SAĞLIK KURULU RAPORU OLMADAN DİREKT ÖMÜRBOYU ÇÜRÜK
Vakit'te yer alan habere göre, yükümlülere karşı uygulanan normal prosedürler Yusuf
Ziya Yergök'ün akrabasına uygulanmamış, hastalığın varlığı klinik ve laboratuvar olarak ispatlanmadan Kaleağası sağlık kuruluna çıkarılmış ve verilebilecek en ağır karar olan "savaşta ve barışta askerliğe elverişli değildir" kararı uygulanmış.
Mustafa Kaleağası'nın, Adana'da ikamet etmesine rağmen Adana'da alamadığı raporu akrabası olan Yusuf Ziya Yergök'ün Baştabip olduğu GATA'ya başvurarak aldığı ortaya çıktı.

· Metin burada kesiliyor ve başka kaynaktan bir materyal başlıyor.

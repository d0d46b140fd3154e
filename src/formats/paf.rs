//! PAF format adapter
//!
//! Reads overlaps from PAF (Pairwise mApping Format) lines. The alignment of
//! each record is taken from its `cg:Z:` extended-CIGAR tag.
//!
//! ```text
//! qname qlen qstart qend strand tname tlen tstart tend matches block_len mapq [tags...]
//! ```

use crate::core::{parse_cigar_runs, EditScript, Overlap, PafParseError, PafResult, Strand};
use memchr::memchr;

/// Number of mandatory PAF columns
pub const PAF_MANDATORY_FIELDS: usize = 12;

/// Zero-copy PAF record view
///
/// Coordinates are parsed eagerly, optional tags are kept as byte slices
/// and only decoded on request.
pub struct PafRecordView<'a> {
    line: &'a [u8],
    pub query_name: &'a str,
    pub query_len: u64,
    pub query_start: u64,
    pub query_end: u64,
    pub strand: Strand,
    pub target_name: &'a str,
    pub target_len: u64,
    pub target_start: u64,
    pub target_end: u64,
    field_bounds: Vec<(usize, usize)>,
}

impl<'a> PafRecordView<'a> {
    /// Parse a PAF line with minimal allocation
    pub fn parse(line: &'a [u8]) -> PafResult<Self> {
        if line.is_empty() {
            return Err(PafParseError::EmptyLine);
        }

        let mut field_bounds = Vec::with_capacity(16);
        let mut start_pos = 0;
        while let Some(tab_pos) = memchr(b'\t', &line[start_pos..]) {
            field_bounds.push((start_pos, start_pos + tab_pos));
            start_pos += tab_pos + 1;
        }
        field_bounds.push((start_pos, line.len()));

        if field_bounds.len() < PAF_MANDATORY_FIELDS {
            return Err(PafParseError::TooFewFields {
                expected: PAF_MANDATORY_FIELDS,
                found: field_bounds.len(),
            });
        }

        let text = |index: usize, name: &'static str| -> PafResult<&'a str> {
            let (s, e) = field_bounds[index];
            std::str::from_utf8(&line[s..e]).map_err(|_| PafParseError::InvalidUtf8(name))
        };
        let number = |index: usize, name: &'static str| -> PafResult<u64> {
            let value = text(index, name)?;
            value
                .parse()
                .map_err(|_| PafParseError::InvalidNumber(name, value.to_string()))
        };

        let strand_str = text(4, "strand")?;
        let strand = match strand_str.as_bytes() {
            [b] => Strand::from_byte(*b),
            _ => None,
        }
        .ok_or_else(|| PafParseError::InvalidStrand(strand_str.to_string()))?;

        let query_name = text(0, "query_name")?;
        let query_len = number(1, "query_len")?;
        let query_start = number(2, "query_start")?;
        let query_end = number(3, "query_end")?;
        let target_name = text(5, "target_name")?;
        let target_len = number(6, "target_len")?;
        let target_start = number(7, "target_start")?;
        let target_end = number(8, "target_end")?;

        Ok(Self {
            line,
            query_name,
            query_len,
            query_start,
            query_end,
            strand,
            target_name,
            target_len,
            target_start,
            target_end,
            field_bounds,
        })
    }

    /// Get the number of fields
    pub fn field_count(&self) -> usize {
        self.field_bounds.len()
    }

    /// Get field as string slice (lazy access)
    pub fn field(&self, index: usize) -> Option<&'a str> {
        self.field_bounds
            .get(index)
            .and_then(|(start, end)| std::str::from_utf8(&self.line[*start..*end]).ok())
    }

    /// Value of a SAM-style optional tag such as `cg:Z:`
    pub fn tag(&self, key: &str) -> Option<&'a str> {
        (PAF_MANDATORY_FIELDS..self.field_count())
            .filter_map(|index| self.field(index))
            .find_map(|field| {
                let rest = field.strip_prefix(key)?;
                let rest = rest.strip_prefix(':')?;
                // skip the type character
                rest.get(2..).filter(|_| rest.as_bytes().get(1) == Some(&b':'))
            })
    }

    /// Extended CIGAR of the alignment, if present
    pub fn cigar(&self) -> Option<&'a str> {
        self.tag("cg")
    }

    /// Owned overlap record
    pub fn to_overlap(&self) -> Overlap {
        Overlap {
            query_name: self.query_name.to_string(),
            query_len: self.query_len,
            query_start: self.query_start,
            query_end: self.query_end,
            strand: self.strand,
            target_name: self.target_name.to_string(),
            target_len: self.target_len,
            target_start: self.target_start,
            target_end: self.target_end,
        }
    }

    /// Owned overlap and its decoded alignment
    ///
    /// The CIGAR must cover exactly the query and target intervals of the
    /// record. This is checked on the run lengths, before expansion.
    pub fn to_alignment(&self) -> PafResult<(Overlap, EditScript)> {
        let cigar = self
            .cigar()
            .ok_or_else(|| PafParseError::MissingCigar(self.query_name.to_string()))?;
        let runs = parse_cigar_runs(cigar)?;

        let (mut query_span, mut target_span) = (0u64, 0u64);
        for &(len, op) in &runs {
            let len = len as u64;
            if op.consumes_query() {
                query_span = query_span.saturating_add(len);
            }
            if op.consumes_target() {
                target_span = target_span.saturating_add(len);
            }
        }
        check_span("query", query_span, self.query_start, self.query_end)?;
        check_span("target", target_span, self.target_start, self.target_end)?;

        Ok((self.to_overlap(), EditScript::from_runs(&runs)))
    }
}

fn check_span(side: &'static str, cigar: u64, start: u64, end: u64) -> PafResult<()> {
    let record = end.saturating_sub(start);
    if cigar != record {
        return Err(PafParseError::SpanMismatch { side, cigar, record });
    }
    Ok(())
}

/// Parse one PAF line into an overlap and its edit script
pub fn parse_paf_line(line: &str) -> PafResult<(Overlap, EditScript)> {
    PafRecordView::parse(line.as_bytes())?.to_alignment()
}

/// Lines that carry no record
#[inline]
pub fn is_skippable(line: &[u8]) -> bool {
    line.is_empty() || line[0] == b'#'
}
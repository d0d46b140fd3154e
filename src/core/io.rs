//! Input helpers
//!
//! Opens overlap files transparently whether they are plain text, gzip or
//! bzip2 compressed, and iterates over their lines without reallocating.

use std::fs::File;
use std::io::{self, BufRead, BufReader, Read};
use std::path::Path;

/// Default buffer size for BufReader (128KB)
pub const DEFAULT_BUFFER_SIZE: usize = 128 * 1024;

/// Compression format of an input file
#[derive(Debug, Clone, Copy, PartialEq, Eq)]
pub enum CompressionFormat {
    Plain,
    Gzip,
    Bzip2,
}

/// Detect compression by extension first, then by magic bytes
pub fn detect_compression(path: &Path) -> io::Result<CompressionFormat> {
    let extension = path.extension().and_then(|e| e.to_str()).unwrap_or("");

    if extension == "gz" {
        return Ok(CompressionFormat::Gzip);
    }
    if extension == "bz2" {
        return Ok(CompressionFormat::Bzip2);
    }

    let mut file = File::open(path)?;
    let mut magic = [0u8; 3];
    let bytes_read = file.read(&mut magic)?;

    if bytes_read >= 2 && magic[0] == 0x1f && magic[1] == 0x8b {
        return Ok(CompressionFormat::Gzip);
    }
    // BZ2 magic: "BZh"
    if bytes_read >= 3 && magic[0] == 0x42 && magic[1] == 0x5a && magic[2] == 0x68 {
        return Ok(CompressionFormat::Bzip2);
    }

    Ok(CompressionFormat::Plain)
}

/// Open a possibly compressed file as a buffered reader
pub fn open_input<P: AsRef<Path>>(path: P) -> io::Result<Box<dyn BufRead + Send>> {
    let path = path.as_ref();
    let format = detect_compression(path)?;
    let file = File::open(path)?;

    log::debug!("opening {} as {:?}", path.display(), format);

    Ok(match format {
        CompressionFormat::Gzip => Box::new(BufReader::with_capacity(
            DEFAULT_BUFFER_SIZE,
            flate2::read::MultiGzDecoder::new(file),
        )),
        CompressionFormat::Bzip2 => Box::new(BufReader::with_capacity(
            DEFAULT_BUFFER_SIZE,
            bzip2::read::BzDecoder::new(file),
        )),
        CompressionFormat::Plain => Box::new(BufReader::with_capacity(DEFAULT_BUFFER_SIZE, file)),
    })
}

/// Byte line iterator for zero-copy parsing
pub struct ByteLineIterator<R: BufRead> {
    reader: R,
    buffer: Vec<u8>,
}

impl<R: BufRead> ByteLineIterator<R> {
    pub fn new(reader: R) -> Self {
        Self {
            reader,
            buffer: Vec::with_capacity(4096),
        }
    }

    /// Read the next line as bytes, without the line terminator
    pub fn next_line(&mut self) -> Option<io::Result<&[u8]>> {
        self.buffer.clear();
        match self.reader.read_until(b'\n', &mut self.buffer) {
            Ok(0) => None,
            Ok(_) => {
                if self.buffer.last() == Some(&b'\n') {
                    self.buffer.pop();
                    if self.buffer.last() == Some(&b'\r') {
                        self.buffer.pop();
                    }
                }
                Some(Ok(&self.buffer))
            }
            Err(e) => Some(Err(e)),
        }
    }
}
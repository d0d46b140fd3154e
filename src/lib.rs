//! OverlapSampler - sampled coordinate maps for windowed consensus
//!
//! For one overlap between a query and a target sequence, walks the pairwise
//! alignment once and records the query coordinate of every target window
//! boundary. A consensus stage uses these maps to cut all reads covering a
//! target into consistent windows.
//!
//! # Features
//!
//! - Single linear pass over the edit script per overlap
//! - Gap columns anchored to the last aligned base
//! - Strand-aware starting coordinates
//! - Parallel batch sampling of PAF files with rayon
//!
//! # Example
//!
//! ```
//! use overlap_sampler::{EditScript, Overlap, SampledOverlap, SamplingConfig, Strand};
//!
//! let overlap = Overlap {
//!     query_name: "read1".to_string(),
//!     query_len: 1200,
//!     query_start: 0,
//!     query_end: 1002,
//!     strand: Strand::Plus,
//!     target_name: "read2".to_string(),
//!     target_len: 5000,
//!     target_start: 400,
//!     target_end: 1400,
//! };
//! let script = EditScript::from_cigar("600=2I400=").unwrap();
//! let config = SamplingConfig::new(500, 0).unwrap();
//!
//! let sampled = SampledOverlap::from_alignment(&overlap, 0, &script, &config);
//! assert_eq!(sampled.find(500), Some(100));
//! // target 1000 is first reached on an insertion column
//! assert_eq!(sampled.find(1000), Some(599));
//! assert_eq!(sampled.find(1001), Some(603));
//! ```

pub mod core;
pub mod formats;

// Re-export commonly used types
pub use self::core::{
    boundary_positions, walk_alignment, ConfigError, EditOp, EditScript, EditScriptError,
    Overlap, OverlapRecord, OverlapSamplerError, PafParseError, SampledOverlap, SamplingConfig,
    Strand, WalkStart,
};
pub use formats::{batch, paf};
//! `[site]` section configuration.

use super::defaults;
use educe::Educe;
use serde::{Deserialize, Serialize};

/// `[site]` section in lumi.toml - public identity of the site.
///
/// # Example
/// ```toml
/// [site]
/// url = "https://lumixpert.de"
/// title = "LumiXpert"
/// language = "de"
/// ```
#[derive(Debug, Clone, Educe, Serialize, Deserialize)]
#[educe(Default)]
#[serde(deny_unknown_fields)]
pub struct SiteInfo {
    /// Absolute base URL used in the sitemap and robots.txt.
    #[serde(default = "defaults::site::url")]
    #[educe(Default = defaults::site::url())]
    pub url: String,

    /// Site name for `og:site_name`.
    #[serde(default = "defaults::site::title")]
    #[educe(Default = defaults::site::title())]
    pub title: String,

    /// `lang` attribute of the rendered page.
    #[serde(default = "defaults::site::language")]
    #[educe(Default = defaults::site::language())]
    pub language: String,
}

#[cfg(test)]
mod tests {
    use super::super::SiteConfig;

    #[test]
    fn test_site_defaults() {
        let config: SiteConfig = toml::from_str("[site]").unwrap();
        assert_eq!(config.site.url, "https://lumixpert.de");
        assert_eq!(config.site.title, "LumiXpert");
        assert_eq!(config.site.language, "de");
    }

    #[test]
    fn test_site_custom() {
        let config = r#"
            [site]
            url = "https://staging.lumixpert.de"
            language = "en"
        "#;
        let config: SiteConfig = toml::from_str(config).unwrap();
        assert_eq!(config.site.url, "https://staging.lumixpert.de");
        assert_eq!(config.site.language, "en");
        assert_eq!(config.site.title, "LumiXpert");
    }
}
// ============================================================================
// Tests
// ============================================================================

#[cfg(test)]
mod tests {
    use super::*;

    fn today() -> NaiveDate {
        NaiveDate::from_ymd_opt(2025, 3, 14).unwrap()
    }

    fn material(id: u32, name: &str) -> GalleryMaterial {
        GalleryMaterial {
            id,
            name: name.to_string(),
            image: "/x.webp".to_string(),
            description: "d".to_string(),
            products: vec![],
        }
    }

    #[test]
    fn test_escape_xml() {
        assert_eq!(escape_xml("hello"), "hello");
        assert_eq!(escape_xml("<test>"), "&lt;test&gt;");
        assert_eq!(escape_xml("a & b"), "a &amp; b");
        assert_eq!(escape_xml(r#"say "hi""#), "say &quot;hi&quot;");
        assert_eq!(escape_xml("it's"), "it&apos;s");
    }

    #[test]
    fn test_two_materials_yield_eleven_urls() {
        let materials = [material(1, "Metall"), material(2, "Holz")];
        let generator = generate_sitemap(&SitemapOptions::default(), &materials, today());
        let xml = generator.to_xml();

        assert_eq!(count_urls(&xml).unwrap(), 11);
        assert!(xml.contains("<loc>https://lumixpert.de/#gallery/metall</loc>"));
        assert!(xml.contains("<loc>https://lumixpert.de/#gallery/holz</loc>"));
        assert!(xml.contains("<loc>https://lumixpert.de/services/glasgravur</loc>"));
        assert_eq!(xml.matches("<lastmod>2025-03-14</lastmod>").count(), 11);
    }

    #[test]
    fn test_entry_order_and_values() {
        let generator = generate_sitemap(&SitemapOptions::default(), &[material(1, "Leder")], today());
        let locs: Vec<&str> = generator.urls().iter().map(|u| u.loc.as_str()).collect();
        assert_eq!(
            locs[..6],
            [
                "https://lumixpert.de/",
                "https://lumixpert.de/#about",
                "https://lumixpert.de/#gallery",
                "https://lumixpert.de/#contact",
                "https://lumixpert.de/#gallery/leder",
                "https://lumixpert.de/services/metallgravur",
            ]
        );

        let xml = generator.to_xml();
        assert!(xml.contains(
            "  <url>\n    <loc>https://lumixpert.de/</loc>\n    <lastmod>2025-03-14</lastmod>\n    \
             <changefreq>weekly</changefreq>\n    <priority>1.0</priority>\n  </url>"
        ));
        assert!(xml.starts_with(
            "<?xml version=\"1.0\" encoding=\"UTF-8\"?>\n\
             <urlset xmlns=\"http://www.sitemaps.org/schemas/sitemap/0.9\">\n  <url>"
        ));
        assert!(xml.ends_with("  </url>\n</urlset>"));
    }

    #[test]
    fn test_special_characters_are_escaped() {
        let materials = [material(1, r#"Acryl & "Glas" <neu>"#), material(2, "Kork's")];
        let xml = generate_sitemap(&SitemapOptions::default(), &materials, today()).to_xml();

        assert!(xml.contains("#gallery/acryl &amp; &quot;glas&quot; &lt;neu&gt;</loc>"));
        assert!(xml.contains("#gallery/kork&apos;s</loc>"));
        assert_eq!(count_urls(&xml).unwrap(), 11);
    }

    #[test]
    fn test_deterministic_for_same_input() {
        let materials = crate::content::Gallery::default();
        let a = generate_sitemap(&SitemapOptions::default(), &materials, today()).to_xml();
        let b = generate_sitemap(&SitemapOptions::default(), &materials, today()).to_xml();
        assert_eq!(a, b);
        assert_eq!(count_urls(&a).unwrap(), 9);
    }

    #[test]
    fn test_defaults_and_absolute_locations() {
        let mut generator = SitemapGenerator::new(SitemapOptions::default(), today());
        generator.add_url("/impressum", None, None);
        generator.add_url("https://shop.lumixpert.de/", Some(ChangeFreq::Daily), Some(0.3));

        let urls = generator.urls();
        assert_eq!(urls[0].loc, "https://lumixpert.de/impressum");
        assert_eq!(urls[0].changefreq, Some(ChangeFreq::Weekly));
        assert_eq!(urls[0].priority, Some(0.5));
        assert_eq!(urls[1].loc, "https://shop.lumixpert.de/");
    }

    #[test]
    fn test_alternates_for_multiple_languages() {
        let options = SitemapOptions {
            include_alternates: true,
            languages: vec!["de".into(), "en".into()],
            ..SitemapOptions::default()
        };
        let mut generator = SitemapGenerator::new(options, today());
        generator.add_url("/#about", None, None);
        let xml = generator.to_xml();

        assert!(xml.contains(r#"xmlns:xhtml="http://www.w3.org/1999/xhtml""#));
        assert!(xml.contains(
            r#"<xhtml:link rel="alternate" hreflang="en" href="https://lumixpert.de/en/#about" />"#
        ));
        assert_eq!(count_urls(&xml).unwrap(), 1);
    }

    #[test]
    fn test_no_alternates_for_single_language() {
        let options = SitemapOptions {
            include_alternates: true,
            ..SitemapOptions::default()
        };
        let mut generator = SitemapGenerator::new(options, today());
        generator.add_main_pages();
        assert!(generator.urls().iter().all(|u| u.alternates.is_empty()));
        assert!(!generator.to_xml().contains("<xhtml:link"));
    }

    #[test]
    fn test_stats() {
        let generator = generate_sitemap(
            &SitemapOptions::default(),
            &[material(1, "Metall"), material(2, "Holz")],
            today(),
        );
        let stats = generator.stats();

        assert_eq!(stats.total_urls, 11);
        assert_eq!(stats.priority_distribution["0.7"], 6);
        assert_eq!(stats.priority_distribution["0.6"], 2);
        assert_eq!(stats.priority_distribution["1.0"], 1);
        assert_eq!(stats.changefreq_distribution["monthly"], 7);
        assert_eq!(stats.changefreq_distribution["weekly"], 4);
    }

    #[test]
    fn test_count_urls_rejects_malformed() {
        assert!(count_urls("<urlset><url></urlset>").is_err());
        assert!(count_urls("<urlset><url>").is_err());
        assert!(matches!(
            count_urls("<feed></feed>"),
            Err(SitemapParseError::MissingUrlset)
        ));
    }
}
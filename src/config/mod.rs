//! Site configuration management for `lumi.toml`.
//!
//! # Sections
//!
//! | Section     | Purpose                                        |
//! |-------------|------------------------------------------------|
//! | `[site]`    | Public URL, site name, page language           |
//! | `[build]`   | Content Store directory, output, minification  |
//! | `[sitemap]` | Default changefreq/priority, alternates        |
//! | `[admin]`   | Admin password, section save policy            |
//! | `[ping]`    | Search engine ping timeout                     |
//!
//! # Example
//!
//! ```toml
//! [site]
//! url = "https://lumixpert.de"
//!
//! [build]
//! storage = "~/.local/share/lumi"
//! output = "public"
//!
//! [sitemap]
//! changefreq = "weekly"
//! languages = ["de", "en"]
//! alternates = true
//! ```

mod admin;
mod build;
pub mod defaults;
mod error;
mod site;
mod sitemap;

pub use admin::{AdminConfig, PingConfig};
pub use build::BuildConfig;
pub use error::ConfigError;
pub use site::SiteInfo;
pub use sitemap::SitemapConfig;

use crate::cli::Cli;
use crate::generator;
use anyhow::{Result, bail};
use educe::Educe;
use serde::{Deserialize, Serialize};
use std::{
    fs,
    path::{Path, PathBuf},
};

/// Default config file name, looked up in the root directory.
pub const CONFIG_FILE: &str = "lumi.toml";

// ============================================================================
// Root Configuration
// ============================================================================

/// Root configuration structure representing lumi.toml
#[derive(Debug, Clone, Educe, Serialize, Deserialize)]
#[educe(Default)]
#[serde(deny_unknown_fields)]
pub struct SiteConfig {
    /// Absolute path to the config file (set after loading)
    #[serde(skip)]
    pub config_path: PathBuf,

    /// Project root every relative path is resolved against
    #[serde(skip)]
    #[educe(Default = PathBuf::from("./"))]
    pub root: PathBuf,

    #[serde(default)]
    pub site: SiteInfo,

    #[serde(default)]
    pub build: BuildConfig,

    #[serde(default)]
    pub sitemap: SitemapConfig,

    #[serde(default)]
    pub admin: AdminConfig,

    #[serde(default)]
    pub ping: PingConfig,
}

impl SiteConfig {
    /// Parse configuration from TOML string
    pub fn from_str(content: &str) -> Result<Self> {
        let config: SiteConfig = toml::from_str(content).map_err(ConfigError::from)?;
        Ok(config)
    }

    /// Load configuration from file path
    pub fn from_path(path: &Path) -> Result<Self> {
        let content =
            fs::read_to_string(path).map_err(|err| ConfigError::Io(path.to_path_buf(), err))?;
        Self::from_str(&content)
    }

    /// Load `config_file` under `root`, falling back to defaults when the
    /// file does not exist. Paths are resolved against `root` afterwards.
    pub fn load_or_default(root: &Path, config_file: &Path) -> Result<Self> {
        let path = root.join(config_file);
        let mut config = if path.exists() {
            Self::from_path(&path)?
        } else {
            Self::default()
        };
        config.update_path_with_root(root, config_file);
        Ok(config)
    }

    /// Load configuration for a CLI invocation, applying its overrides.
    pub fn load(cli: &Cli) -> Result<Self> {
        let root = cli.root.clone().unwrap_or_else(|| PathBuf::from("./"));
        let path = root.join(&cli.config);
        let mut config = if path.exists() {
            Self::from_path(&path)?
        } else {
            Self::default()
        };
        config.update_with_cli(cli, &root);
        config.validate()?;
        Ok(config)
    }

    /// Update configuration with CLI arguments
    pub fn update_with_cli(&mut self, cli: &Cli, root: &Path) {
        Self::update_option(&mut self.build.output, cli.output.as_ref());
        Self::update_option(&mut self.build.storage, cli.storage.as_ref());
        if let Some(minify) = cli.command.minify() {
            self.build.minify = minify;
        }
        self.update_path_with_root(root, &cli.config);
    }

    /// Update config option if CLI value is provided
    fn update_option<T: Clone>(config_option: &mut T, cli_option: Option<&T>) {
        if let Some(option) = cli_option {
            *config_option = option.clone();
        }
    }

    /// Update all paths relative to root directory and normalize to absolute paths
    pub fn update_path_with_root(&mut self, root: &Path, config_file: &Path) {
        let root = Self::normalize_path(root);

        self.config_path = Self::normalize_path(&root.join(config_file));
        self.build.output = Self::normalize_path(&root.join(&self.build.output));

        // Storage may live outside the project (`~/.local/share/lumi`)
        let storage = shellexpand::tilde(&self.build.storage.to_string_lossy()).into_owned();
        self.build.storage = Self::normalize_path(&root.join(storage));

        self.root = root;
    }

    /// Normalize a path to absolute, using canonicalize if the path exists
    fn normalize_path(path: &Path) -> PathBuf {
        path.canonicalize().unwrap_or_else(|_| {
            if path.is_absolute() {
                path.to_path_buf()
            } else {
                std::env::current_dir()
                    .map(|cwd| cwd.join(path))
                    .unwrap_or_else(|_| path.to_path_buf())
            }
        })
    }

    /// Site URL without trailing slash.
    pub fn base_url(&self) -> &str {
        self.site.url.trim_end_matches('/')
    }

    /// Absolute URL of the generated sitemap.
    pub fn sitemap_url(&self) -> String {
        generator::sitemap_url(self.base_url())
    }

    /// Configured admin password, `None` when empty or unset.
    pub fn admin_password(&self) -> Option<&str> {
        self.admin.password.as_deref().filter(|p| !p.is_empty())
    }

    /// Validate values that serde cannot check on its own
    pub fn validate(&self) -> Result<()> {
        let url = &self.site.url;
        if !(url.starts_with("http://") || url.starts_with("https://")) {
            bail!(ConfigError::Validation(
                "[site.url] must start with http:// or https://".into()
            ));
        }

        if !(0.0..=1.0).contains(&self.sitemap.priority) {
            bail!(ConfigError::Validation(format!(
                "[sitemap.priority] must be within 0.0..=1.0, got {}",
                self.sitemap.priority
            )));
        }

        if self.sitemap.languages.is_empty() {
            bail!(ConfigError::Validation(
                "[sitemap.languages] must have at least one element".into()
            ));
        }

        if self.ping.timeout_secs == 0 {
            bail!(ConfigError::Validation(
                "[ping.timeout_secs] must be greater than 0".into()
            ));
        }

        Ok(())
    }
}

// ============================================================================
// Tests
// ============================================================================
//! Default values for configuration fields.
//!
//! These functions are used by serde for default deserialization.

// ============================================================================
// Common Defaults
// ============================================================================

pub fn r#true() -> bool {
    true
}

// ============================================================================
// [site] Section Defaults
// ============================================================================

pub mod site {
    pub fn url() -> String {
        "https://lumixpert.de".into()
    }

    pub fn title() -> String {
        "LumiXpert".into()
    }

    pub fn language() -> String {
        "de".into()
    }
}

// ============================================================================
// [build] Section Defaults
// ============================================================================

pub mod build {
    use std::path::PathBuf;

    pub fn storage() -> PathBuf {
        ".lumi/storage".into()
    }

    pub fn output() -> PathBuf {
        "public".into()
    }
}

// ============================================================================
// [sitemap] Section Defaults
// ============================================================================

pub mod sitemap {
    use crate::generator::ChangeFreq;

    pub fn changefreq() -> ChangeFreq {
        ChangeFreq::Weekly
    }

    pub fn priority() -> f64 {
        0.5
    }

    pub fn languages() -> Vec<String> {
        vec!["de".into()]
    }
}

// ============================================================================
// [admin] Section Defaults
// ============================================================================

pub mod admin {
    pub fn password() -> Option<String> {
        Some("lumixpert2025".into())
    }
}

// ============================================================================
// [ping] Section Defaults
// ============================================================================

pub mod ping {
    pub fn timeout_secs() -> u64 {
        10
    }
}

İlk önce kalpdamar kliniğinden rapor aldırmaya çalıştığı anlaşılan Kaleağası, ilk olarak 'askerliğe elverişlidir' raporu alıyor.
Kaleağası daha sonra iç hastalıkları polikliniğinden iç Hastalıkları Uzmanı Doç. Tabip
Albay Selim Nalbat'ın verdiği 'askerliğe elverişli değildir' raporuyla askerlikten muaf tutuluyor.
RAPOR, TIBBİ KANIT OLMADAN SÖZLÜ İFADE ÜZERİNE HAZIRLANMIŞ
Normal prosedürlerde Gastroenteroloji kliniğince işlem gören bu tip hastaların aksine nedense dâhiliye uzmanı bir kişi tarafından bu işlemler gerçekleştirilmiş. Bu konuda gastroenteroloji kliniğince aynı teşhis ve kararı alan hastalara yapılan prosedürler incelendiğinde ise Yusuf Ziya Yergök'ün yakınına yapılan usulsüz işlemler rahatlıkla anlaşılmakta.
Bu kadar bariz bir usulsüzlüğün olduğu bir sağlık kurulu raporu ise çok titiz davranması gereken
Sağlık Kurulu Başkanlığınca nedense olduğu gibi onaylanmış.
Şahsın raporu detaylı incelendiğinde; hiçbir tıbbi (klinik ve laboratuvar) kanıt belirtilmeden, sadece ne tür bir rapor olduğu bile anlaşılmayan ön rapor dayanak oluşturulmuş, diğer bilgiler ise hastanın ifadesine göre yazılmış.
NORMAL PROSEDÜR UYGULANMADAN RAPOR VERİLMİŞ
Normal prosedürlerde 'Ailevi Akdeniz Ateşi' hastalığı olduğu şüphesi ile başvuran bir kişinin; genellikle gastroenteroloji veya nadiren dâhiliye kliniğine yatırılıp hastalığın en önemli göstergesi olan
kriz halinin görülmesi ve bu esnada alınan kan tetkiklerinde WBC değerinin 10000'in üzerinde, Sedimantasyon ve Fibrinojen değerlenin ise yüksek olarak görülmesi gerektiği belirtiliyor. Bu şekilde hastalığın varlığı tespit edilen kişilerde önemli bir komplikasyon olan "amiloidoz" varlığı veya yokluğunun biyopsi alınarak rapor içeriğinde belirtilmesi gerektiği ve bu işlemler sonucunda amiloidoz olan hastalara ancak "savaşta ve barışta askerliğe elverişli değildir" kararı verilebildiği ifade ediliyor.
Aksi halde ancak savaşta ve seferberlikte askerliğe elverişlidir anlamına gelen "B" kararı verilebileceği kaydediliyor.